EXERCISE OBJECTIVE: Search the data below for the string "Serialize" and copy all lines where it shows up.

+++ INFORMATION SUPPLIED +++

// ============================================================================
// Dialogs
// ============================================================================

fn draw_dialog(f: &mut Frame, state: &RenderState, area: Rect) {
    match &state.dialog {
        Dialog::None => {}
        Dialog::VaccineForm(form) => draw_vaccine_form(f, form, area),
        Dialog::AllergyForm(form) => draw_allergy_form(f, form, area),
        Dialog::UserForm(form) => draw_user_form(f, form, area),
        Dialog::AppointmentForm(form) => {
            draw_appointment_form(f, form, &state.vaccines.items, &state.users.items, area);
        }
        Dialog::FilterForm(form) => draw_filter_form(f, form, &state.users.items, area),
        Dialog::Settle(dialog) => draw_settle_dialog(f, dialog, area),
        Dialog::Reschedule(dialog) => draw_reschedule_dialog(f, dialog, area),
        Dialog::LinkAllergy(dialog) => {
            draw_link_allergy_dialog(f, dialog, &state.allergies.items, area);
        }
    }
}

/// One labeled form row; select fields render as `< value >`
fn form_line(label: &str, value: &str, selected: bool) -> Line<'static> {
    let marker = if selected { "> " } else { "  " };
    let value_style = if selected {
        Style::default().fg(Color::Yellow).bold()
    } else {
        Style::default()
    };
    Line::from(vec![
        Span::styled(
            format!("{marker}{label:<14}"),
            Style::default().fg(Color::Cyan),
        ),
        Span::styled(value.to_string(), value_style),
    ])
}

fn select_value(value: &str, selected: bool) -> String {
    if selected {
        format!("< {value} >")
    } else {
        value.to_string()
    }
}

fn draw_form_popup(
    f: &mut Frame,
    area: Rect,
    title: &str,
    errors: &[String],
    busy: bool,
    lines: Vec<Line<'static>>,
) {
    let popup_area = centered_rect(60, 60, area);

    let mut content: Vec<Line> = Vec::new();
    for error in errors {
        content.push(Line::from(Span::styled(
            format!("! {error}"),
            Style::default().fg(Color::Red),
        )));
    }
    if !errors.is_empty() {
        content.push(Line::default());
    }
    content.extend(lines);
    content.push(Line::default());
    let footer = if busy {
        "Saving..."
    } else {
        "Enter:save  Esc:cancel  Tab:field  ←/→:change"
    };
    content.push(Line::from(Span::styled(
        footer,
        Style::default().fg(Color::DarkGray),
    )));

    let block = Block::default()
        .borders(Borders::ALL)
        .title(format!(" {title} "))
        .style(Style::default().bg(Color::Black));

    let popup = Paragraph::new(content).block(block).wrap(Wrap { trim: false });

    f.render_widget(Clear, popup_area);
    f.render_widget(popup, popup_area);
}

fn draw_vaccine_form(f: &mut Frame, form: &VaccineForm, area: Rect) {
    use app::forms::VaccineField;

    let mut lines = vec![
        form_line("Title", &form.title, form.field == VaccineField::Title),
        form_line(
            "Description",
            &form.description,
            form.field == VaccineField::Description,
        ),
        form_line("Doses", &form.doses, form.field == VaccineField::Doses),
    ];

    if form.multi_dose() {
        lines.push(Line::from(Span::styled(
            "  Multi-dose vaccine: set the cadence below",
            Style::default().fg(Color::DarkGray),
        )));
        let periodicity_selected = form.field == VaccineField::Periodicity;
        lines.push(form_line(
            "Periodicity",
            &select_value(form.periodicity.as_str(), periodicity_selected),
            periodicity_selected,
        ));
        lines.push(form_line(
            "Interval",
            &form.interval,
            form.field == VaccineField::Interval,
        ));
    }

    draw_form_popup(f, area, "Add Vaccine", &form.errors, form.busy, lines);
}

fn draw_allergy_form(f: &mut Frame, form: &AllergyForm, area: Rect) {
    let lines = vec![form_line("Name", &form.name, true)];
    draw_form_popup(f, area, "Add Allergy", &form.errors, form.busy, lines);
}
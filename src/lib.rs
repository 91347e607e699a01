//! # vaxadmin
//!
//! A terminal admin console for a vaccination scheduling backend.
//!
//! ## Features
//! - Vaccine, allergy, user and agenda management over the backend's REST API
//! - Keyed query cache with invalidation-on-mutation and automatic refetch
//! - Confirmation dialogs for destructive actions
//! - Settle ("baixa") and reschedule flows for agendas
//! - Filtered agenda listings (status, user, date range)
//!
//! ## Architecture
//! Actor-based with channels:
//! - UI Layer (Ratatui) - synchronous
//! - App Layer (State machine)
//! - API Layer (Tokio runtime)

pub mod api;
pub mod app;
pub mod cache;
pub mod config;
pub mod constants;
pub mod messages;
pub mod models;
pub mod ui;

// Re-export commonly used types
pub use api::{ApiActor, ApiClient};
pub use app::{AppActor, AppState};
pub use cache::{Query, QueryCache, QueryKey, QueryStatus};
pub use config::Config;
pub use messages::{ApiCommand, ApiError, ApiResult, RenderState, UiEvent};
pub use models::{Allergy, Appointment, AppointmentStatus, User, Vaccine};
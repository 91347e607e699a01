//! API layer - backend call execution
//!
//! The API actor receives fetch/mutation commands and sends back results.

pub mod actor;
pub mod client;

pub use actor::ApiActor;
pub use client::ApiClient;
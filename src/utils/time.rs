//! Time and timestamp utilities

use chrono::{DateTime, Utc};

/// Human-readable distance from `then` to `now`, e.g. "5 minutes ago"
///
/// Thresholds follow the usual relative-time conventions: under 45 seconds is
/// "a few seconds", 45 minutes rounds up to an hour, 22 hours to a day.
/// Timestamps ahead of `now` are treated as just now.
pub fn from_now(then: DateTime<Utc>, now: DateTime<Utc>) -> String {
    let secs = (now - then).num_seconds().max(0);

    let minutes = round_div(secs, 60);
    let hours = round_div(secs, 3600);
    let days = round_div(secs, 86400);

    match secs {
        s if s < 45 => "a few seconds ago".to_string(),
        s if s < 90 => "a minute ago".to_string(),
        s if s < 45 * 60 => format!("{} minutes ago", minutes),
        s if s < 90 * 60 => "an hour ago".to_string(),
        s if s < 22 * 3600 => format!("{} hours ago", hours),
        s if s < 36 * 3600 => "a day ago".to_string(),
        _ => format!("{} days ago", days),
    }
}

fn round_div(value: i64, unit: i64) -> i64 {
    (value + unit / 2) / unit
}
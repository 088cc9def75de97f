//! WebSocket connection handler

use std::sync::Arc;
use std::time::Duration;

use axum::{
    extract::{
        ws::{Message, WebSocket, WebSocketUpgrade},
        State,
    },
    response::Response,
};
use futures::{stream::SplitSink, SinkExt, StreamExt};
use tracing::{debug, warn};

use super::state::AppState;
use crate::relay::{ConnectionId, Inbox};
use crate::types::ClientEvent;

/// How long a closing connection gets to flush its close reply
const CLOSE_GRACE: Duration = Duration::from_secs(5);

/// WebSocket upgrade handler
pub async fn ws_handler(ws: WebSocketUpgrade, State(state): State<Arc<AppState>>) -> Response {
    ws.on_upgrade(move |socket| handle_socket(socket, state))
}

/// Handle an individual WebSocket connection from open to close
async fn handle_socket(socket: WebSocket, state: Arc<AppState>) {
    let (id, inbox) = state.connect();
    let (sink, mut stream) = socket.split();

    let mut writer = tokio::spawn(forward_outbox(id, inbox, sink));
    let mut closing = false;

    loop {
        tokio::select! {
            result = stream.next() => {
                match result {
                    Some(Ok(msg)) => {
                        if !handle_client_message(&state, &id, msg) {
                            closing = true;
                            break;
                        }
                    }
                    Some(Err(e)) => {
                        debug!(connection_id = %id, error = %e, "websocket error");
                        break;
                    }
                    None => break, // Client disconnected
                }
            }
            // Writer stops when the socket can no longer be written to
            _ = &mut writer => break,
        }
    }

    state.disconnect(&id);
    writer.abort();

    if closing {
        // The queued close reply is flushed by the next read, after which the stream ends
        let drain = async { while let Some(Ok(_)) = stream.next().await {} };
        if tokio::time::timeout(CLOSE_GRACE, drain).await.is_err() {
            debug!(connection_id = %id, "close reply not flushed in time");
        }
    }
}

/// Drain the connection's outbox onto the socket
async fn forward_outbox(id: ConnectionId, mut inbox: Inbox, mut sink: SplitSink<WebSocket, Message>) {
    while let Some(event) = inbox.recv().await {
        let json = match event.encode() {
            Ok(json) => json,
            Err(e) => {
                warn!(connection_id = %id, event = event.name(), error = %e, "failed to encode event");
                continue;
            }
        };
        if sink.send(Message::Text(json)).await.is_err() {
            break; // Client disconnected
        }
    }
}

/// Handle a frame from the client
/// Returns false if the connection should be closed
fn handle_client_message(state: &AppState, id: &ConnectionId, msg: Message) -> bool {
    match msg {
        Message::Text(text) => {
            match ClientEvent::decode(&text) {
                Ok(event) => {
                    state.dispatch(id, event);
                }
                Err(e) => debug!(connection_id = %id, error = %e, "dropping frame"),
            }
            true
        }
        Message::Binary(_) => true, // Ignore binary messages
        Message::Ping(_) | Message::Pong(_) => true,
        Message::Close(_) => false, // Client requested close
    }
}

+++
+++ INFORMATION SUPPLIED +++

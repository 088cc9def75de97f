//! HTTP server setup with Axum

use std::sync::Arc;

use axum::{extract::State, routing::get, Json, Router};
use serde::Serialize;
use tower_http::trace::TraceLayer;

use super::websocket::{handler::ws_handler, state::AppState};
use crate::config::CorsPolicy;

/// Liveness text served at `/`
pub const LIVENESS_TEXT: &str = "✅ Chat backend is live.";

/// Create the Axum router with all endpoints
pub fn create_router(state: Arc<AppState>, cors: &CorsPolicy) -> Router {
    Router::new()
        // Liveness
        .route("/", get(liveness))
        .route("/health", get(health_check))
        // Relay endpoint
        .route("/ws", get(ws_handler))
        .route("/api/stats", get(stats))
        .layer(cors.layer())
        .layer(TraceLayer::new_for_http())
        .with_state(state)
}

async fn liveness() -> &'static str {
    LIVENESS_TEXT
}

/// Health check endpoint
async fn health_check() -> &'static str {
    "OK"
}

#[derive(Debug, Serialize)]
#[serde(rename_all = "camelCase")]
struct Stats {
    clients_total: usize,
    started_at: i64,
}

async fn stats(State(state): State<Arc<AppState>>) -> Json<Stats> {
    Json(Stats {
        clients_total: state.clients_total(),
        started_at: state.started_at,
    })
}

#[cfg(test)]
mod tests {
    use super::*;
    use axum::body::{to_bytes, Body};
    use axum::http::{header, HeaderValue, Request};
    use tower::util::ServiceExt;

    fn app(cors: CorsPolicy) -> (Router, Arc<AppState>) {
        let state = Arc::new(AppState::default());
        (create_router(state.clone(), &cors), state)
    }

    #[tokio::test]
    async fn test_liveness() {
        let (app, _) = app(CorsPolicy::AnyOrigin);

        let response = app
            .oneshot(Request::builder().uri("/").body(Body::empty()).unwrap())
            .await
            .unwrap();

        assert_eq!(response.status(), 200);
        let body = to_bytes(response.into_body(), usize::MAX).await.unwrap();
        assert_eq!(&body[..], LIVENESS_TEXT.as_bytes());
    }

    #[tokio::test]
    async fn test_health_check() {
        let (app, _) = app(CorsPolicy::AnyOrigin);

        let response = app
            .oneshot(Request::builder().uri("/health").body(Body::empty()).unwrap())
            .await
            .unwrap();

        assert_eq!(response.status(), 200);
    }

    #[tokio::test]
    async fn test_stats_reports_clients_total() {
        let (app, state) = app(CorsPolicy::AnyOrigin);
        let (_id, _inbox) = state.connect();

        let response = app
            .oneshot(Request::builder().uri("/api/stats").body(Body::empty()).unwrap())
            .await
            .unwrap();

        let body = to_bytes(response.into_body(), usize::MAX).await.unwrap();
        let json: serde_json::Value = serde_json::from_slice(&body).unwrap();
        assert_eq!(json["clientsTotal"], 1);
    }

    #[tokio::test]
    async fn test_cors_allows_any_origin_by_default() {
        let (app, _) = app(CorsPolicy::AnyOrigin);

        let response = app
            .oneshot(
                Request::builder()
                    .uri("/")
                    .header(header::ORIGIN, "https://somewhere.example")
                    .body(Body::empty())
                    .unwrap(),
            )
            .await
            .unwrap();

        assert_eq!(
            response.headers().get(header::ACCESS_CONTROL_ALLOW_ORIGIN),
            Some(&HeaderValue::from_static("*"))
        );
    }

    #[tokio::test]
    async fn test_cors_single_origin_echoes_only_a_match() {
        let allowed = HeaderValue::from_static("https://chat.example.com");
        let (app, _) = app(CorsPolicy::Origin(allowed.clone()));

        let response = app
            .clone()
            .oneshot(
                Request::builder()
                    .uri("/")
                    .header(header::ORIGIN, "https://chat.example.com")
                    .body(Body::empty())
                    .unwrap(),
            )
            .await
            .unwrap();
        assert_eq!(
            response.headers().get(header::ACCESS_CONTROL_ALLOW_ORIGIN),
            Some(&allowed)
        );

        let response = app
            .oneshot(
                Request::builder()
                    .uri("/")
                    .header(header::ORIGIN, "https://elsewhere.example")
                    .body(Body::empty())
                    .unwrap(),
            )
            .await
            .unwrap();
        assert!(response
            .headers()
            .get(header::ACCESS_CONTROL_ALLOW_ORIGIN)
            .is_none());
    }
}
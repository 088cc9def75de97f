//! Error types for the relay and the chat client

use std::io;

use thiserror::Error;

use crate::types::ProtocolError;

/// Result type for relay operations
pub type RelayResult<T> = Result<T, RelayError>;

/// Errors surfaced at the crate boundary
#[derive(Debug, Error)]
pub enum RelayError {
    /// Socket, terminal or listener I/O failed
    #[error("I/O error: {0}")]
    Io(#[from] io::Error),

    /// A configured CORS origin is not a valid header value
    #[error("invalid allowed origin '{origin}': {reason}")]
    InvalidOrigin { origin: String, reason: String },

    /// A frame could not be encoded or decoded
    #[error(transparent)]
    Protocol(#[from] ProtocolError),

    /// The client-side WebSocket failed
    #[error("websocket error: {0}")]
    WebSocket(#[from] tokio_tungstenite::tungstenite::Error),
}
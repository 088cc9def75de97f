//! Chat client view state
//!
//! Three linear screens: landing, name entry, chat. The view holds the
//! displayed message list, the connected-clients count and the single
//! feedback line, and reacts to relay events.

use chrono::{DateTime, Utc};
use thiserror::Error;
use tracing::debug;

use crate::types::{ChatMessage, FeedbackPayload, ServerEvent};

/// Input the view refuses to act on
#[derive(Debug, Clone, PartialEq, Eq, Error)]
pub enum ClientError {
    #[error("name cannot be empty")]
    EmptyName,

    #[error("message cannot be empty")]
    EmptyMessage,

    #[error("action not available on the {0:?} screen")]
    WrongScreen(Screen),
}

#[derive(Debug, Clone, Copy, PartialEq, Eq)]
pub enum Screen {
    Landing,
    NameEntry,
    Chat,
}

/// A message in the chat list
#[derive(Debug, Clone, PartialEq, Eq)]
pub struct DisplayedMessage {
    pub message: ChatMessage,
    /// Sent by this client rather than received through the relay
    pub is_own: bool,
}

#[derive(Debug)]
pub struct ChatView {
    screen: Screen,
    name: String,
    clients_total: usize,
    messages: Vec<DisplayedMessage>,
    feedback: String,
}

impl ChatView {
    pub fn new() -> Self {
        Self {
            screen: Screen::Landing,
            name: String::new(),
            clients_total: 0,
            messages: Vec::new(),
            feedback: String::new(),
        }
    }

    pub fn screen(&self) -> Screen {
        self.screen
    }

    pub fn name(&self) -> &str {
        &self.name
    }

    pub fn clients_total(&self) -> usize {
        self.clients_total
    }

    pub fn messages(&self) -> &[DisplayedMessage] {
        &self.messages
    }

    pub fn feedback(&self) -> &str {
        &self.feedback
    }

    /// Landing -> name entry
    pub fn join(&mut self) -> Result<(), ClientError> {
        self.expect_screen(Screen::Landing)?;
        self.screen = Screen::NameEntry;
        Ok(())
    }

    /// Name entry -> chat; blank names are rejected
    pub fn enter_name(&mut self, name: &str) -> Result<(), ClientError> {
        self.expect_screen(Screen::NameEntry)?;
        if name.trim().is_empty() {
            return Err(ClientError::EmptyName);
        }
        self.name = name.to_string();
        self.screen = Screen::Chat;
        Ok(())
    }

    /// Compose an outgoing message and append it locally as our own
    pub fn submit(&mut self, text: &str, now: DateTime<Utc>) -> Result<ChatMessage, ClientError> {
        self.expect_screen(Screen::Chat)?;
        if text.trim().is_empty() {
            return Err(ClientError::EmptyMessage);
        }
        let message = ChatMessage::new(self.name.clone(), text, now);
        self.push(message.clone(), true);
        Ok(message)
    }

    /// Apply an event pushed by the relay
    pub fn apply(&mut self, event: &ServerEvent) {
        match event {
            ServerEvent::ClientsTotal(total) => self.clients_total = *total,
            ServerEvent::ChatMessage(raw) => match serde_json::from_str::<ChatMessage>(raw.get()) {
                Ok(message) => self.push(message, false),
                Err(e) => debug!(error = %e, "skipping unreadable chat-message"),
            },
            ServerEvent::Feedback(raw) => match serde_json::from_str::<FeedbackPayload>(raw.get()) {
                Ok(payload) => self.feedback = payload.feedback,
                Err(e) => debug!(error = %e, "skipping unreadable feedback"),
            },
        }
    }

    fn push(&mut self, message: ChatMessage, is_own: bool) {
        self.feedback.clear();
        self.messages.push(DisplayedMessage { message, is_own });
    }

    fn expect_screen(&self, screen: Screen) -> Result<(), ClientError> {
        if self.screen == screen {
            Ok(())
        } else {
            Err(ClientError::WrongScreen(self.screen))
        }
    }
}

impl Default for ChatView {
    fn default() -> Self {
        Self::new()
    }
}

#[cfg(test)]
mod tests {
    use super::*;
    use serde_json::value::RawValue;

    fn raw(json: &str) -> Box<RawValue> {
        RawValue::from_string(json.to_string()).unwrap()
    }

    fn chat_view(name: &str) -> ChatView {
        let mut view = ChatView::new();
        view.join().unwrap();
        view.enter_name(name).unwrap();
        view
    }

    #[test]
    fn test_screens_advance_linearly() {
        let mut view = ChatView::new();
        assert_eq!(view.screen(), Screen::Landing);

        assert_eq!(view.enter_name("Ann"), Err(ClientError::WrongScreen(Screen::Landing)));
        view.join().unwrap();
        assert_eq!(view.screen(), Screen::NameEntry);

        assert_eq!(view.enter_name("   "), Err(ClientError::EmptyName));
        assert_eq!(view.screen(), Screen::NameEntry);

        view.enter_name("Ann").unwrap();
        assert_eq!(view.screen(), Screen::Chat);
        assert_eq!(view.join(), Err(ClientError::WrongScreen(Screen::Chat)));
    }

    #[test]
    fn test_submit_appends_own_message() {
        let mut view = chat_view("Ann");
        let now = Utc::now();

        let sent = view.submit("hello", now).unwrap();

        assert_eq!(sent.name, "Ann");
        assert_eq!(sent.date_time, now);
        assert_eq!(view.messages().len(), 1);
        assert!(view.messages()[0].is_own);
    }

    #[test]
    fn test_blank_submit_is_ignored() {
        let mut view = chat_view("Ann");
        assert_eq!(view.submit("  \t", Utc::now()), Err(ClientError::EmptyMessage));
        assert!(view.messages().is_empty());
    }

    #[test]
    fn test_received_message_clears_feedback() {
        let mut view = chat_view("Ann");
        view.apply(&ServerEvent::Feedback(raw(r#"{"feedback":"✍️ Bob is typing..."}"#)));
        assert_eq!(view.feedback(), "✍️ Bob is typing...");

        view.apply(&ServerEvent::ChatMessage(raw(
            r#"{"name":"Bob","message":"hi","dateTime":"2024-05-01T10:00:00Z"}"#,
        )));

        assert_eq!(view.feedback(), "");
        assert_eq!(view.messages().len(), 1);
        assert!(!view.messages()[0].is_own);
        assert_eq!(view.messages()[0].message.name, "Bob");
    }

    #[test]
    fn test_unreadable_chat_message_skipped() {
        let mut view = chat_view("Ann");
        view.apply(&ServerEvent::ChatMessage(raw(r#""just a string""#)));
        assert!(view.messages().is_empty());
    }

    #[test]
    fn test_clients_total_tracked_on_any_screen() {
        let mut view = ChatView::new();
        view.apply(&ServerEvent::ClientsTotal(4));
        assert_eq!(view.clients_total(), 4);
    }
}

+++

RESULT:
use serde::Serialize;
#[derive(Debug, Serialize)]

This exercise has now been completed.